- Supplied information:

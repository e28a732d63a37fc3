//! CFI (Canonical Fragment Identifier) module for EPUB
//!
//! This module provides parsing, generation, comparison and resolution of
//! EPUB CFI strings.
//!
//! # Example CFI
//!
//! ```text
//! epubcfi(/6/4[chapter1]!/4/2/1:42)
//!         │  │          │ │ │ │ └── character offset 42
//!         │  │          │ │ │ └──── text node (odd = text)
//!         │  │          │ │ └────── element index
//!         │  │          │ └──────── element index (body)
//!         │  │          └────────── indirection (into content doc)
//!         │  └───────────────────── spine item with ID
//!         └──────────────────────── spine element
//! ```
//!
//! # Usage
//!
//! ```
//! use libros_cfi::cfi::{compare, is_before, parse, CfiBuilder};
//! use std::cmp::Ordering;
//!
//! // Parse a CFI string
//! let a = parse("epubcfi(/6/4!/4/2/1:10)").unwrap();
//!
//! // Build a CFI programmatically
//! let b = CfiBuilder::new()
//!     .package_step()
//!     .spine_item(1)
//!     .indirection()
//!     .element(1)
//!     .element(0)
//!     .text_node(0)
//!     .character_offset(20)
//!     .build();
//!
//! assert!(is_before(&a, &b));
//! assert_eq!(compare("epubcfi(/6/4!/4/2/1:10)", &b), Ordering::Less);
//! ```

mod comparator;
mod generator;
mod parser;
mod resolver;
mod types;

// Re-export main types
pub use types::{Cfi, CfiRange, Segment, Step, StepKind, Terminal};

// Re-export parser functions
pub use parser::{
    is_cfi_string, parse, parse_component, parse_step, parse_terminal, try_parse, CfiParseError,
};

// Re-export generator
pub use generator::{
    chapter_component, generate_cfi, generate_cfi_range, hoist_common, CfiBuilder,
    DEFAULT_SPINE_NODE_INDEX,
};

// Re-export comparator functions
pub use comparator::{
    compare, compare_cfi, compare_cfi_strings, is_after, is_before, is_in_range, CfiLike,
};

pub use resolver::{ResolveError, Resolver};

- Goal of the exercise: Type out the listing again with nothing changed.

- Solution for this exercise:
repository e28a732d63a37fc3
//! CFI (Canonical Fragment Identifier) module for EPUB
//!
//! This module provides parsing, generation, comparison and resolution of
//! EPUB CFI strings.
//!
//! # Example CFI
//!
//! ```text
//! epubcfi(/6/4[chapter1]!/4/2/1:42)
//!         │  │          │ │ │ │ └── character offset 42
//!         │  │          │ │ │ └──── text node (odd = text)
//!         │  │          │ │ └────── element index
//!         │  │          │ └──────── element index (body)
//!         │  │          └────────── indirection (into content doc)
//!         │  └───────────────────── spine item with ID
//!         └──────────────────────── spine element
//! ```
//!
//! # Usage
//!
//! ```
//! use libros_cfi::cfi::{compare, is_before, parse, CfiBuilder};
//! use std::cmp::Ordering;
//!
//! // Parse a CFI string
//! let a = parse("epubcfi(/6/4!/4/2/1:10)").unwrap();
//!
//! // Build a CFI programmatically
//! let b = CfiBuilder::new()
//!     .package_step()
//!     .spine_item(1)
//!     .indirection()
//!     .element(1)
//!     .element(0)
//!     .text_node(0)
//!     .character_offset(20)
//!     .build();
//!
//! assert!(is_before(&a, &b));
//! assert_eq!(compare("epubcfi(/6/4!/4/2/1:10)", &b), Ordering::Less);
//! ```

mod comparator;
mod generator;
mod parser;
mod resolver;
mod types;

// Re-export main types
pub use types::{Cfi, CfiRange, Segment, Step, StepKind, Terminal};

// Re-export parser functions
pub use parser::{
    is_cfi_string, parse, parse_component, parse_step, parse_terminal, try_parse, CfiParseError,
};

// Re-export generator
pub use generator::{
    chapter_component, generate_cfi, generate_cfi_range, hoist_common, CfiBuilder,
    DEFAULT_SPINE_NODE_INDEX,
};

// Re-export comparator functions
pub use comparator::{
    compare, compare_cfi, compare_cfi_strings, is_after, is_before, is_in_range, CfiLike,
};

pub use resolver::{ResolveError, Resolver};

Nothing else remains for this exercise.